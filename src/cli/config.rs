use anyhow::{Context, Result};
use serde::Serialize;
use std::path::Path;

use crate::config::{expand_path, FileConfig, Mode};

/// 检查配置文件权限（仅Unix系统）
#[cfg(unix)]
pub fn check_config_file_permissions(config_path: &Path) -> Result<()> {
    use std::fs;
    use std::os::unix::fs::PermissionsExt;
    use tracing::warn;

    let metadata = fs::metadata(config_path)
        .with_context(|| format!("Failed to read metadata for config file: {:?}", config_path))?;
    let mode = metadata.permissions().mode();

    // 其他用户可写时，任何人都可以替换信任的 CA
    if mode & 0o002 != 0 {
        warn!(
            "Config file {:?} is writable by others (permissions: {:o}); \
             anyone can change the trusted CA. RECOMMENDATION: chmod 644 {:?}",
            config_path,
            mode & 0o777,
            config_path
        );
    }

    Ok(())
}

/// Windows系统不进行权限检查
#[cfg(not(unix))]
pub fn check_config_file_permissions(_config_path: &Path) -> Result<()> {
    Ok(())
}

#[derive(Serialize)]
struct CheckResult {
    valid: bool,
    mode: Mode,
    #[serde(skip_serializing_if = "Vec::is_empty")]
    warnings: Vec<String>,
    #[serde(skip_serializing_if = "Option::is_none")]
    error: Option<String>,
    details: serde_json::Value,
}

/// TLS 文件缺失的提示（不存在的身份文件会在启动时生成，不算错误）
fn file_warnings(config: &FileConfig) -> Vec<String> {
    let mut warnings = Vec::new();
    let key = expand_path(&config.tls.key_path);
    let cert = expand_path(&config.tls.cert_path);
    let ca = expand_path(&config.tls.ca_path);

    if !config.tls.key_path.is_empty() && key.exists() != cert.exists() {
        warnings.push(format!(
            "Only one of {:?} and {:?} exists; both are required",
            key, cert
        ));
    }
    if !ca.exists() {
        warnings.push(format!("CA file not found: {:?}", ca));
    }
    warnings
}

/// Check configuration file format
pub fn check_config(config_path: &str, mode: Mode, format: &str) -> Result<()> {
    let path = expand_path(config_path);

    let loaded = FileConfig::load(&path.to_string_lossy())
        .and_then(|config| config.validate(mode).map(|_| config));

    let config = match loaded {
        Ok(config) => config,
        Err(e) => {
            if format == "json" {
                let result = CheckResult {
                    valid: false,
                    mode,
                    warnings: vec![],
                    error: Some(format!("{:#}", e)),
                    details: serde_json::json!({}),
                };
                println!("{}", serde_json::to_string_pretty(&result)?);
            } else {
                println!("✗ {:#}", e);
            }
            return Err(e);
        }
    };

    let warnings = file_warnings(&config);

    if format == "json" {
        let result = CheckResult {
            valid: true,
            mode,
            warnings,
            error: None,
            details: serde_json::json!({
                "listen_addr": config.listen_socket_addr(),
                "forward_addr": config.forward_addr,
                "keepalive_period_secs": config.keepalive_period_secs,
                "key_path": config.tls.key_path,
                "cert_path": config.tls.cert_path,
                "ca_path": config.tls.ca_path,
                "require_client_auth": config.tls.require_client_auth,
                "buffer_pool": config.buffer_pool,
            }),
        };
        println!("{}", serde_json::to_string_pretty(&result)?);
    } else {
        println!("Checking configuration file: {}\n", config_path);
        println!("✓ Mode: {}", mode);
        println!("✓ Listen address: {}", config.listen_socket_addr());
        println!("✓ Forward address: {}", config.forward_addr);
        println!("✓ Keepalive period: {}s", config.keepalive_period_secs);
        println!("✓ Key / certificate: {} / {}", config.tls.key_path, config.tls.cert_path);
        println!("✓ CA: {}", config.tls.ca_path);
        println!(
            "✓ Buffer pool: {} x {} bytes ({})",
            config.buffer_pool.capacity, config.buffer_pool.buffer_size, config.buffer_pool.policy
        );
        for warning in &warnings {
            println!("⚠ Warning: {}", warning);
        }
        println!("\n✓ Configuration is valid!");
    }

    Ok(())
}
※
• _Activity_:
Extract the first line above and each line after it up to and including the one with "use std::fs;", please, exactly and with nothing else.

• _Result for this task_:
filename src/cli/config.rs
use anyhow::{Context, Result};
use serde::Serialize;
use std::path::Path;

use crate::config::{expand_path, FileConfig, Mode};

/// 检查配置文件权限（仅Unix系统）
#[cfg(unix)]
pub fn check_config_file_permissions(config_path: &Path) -> Result<()> {
    use std::fs;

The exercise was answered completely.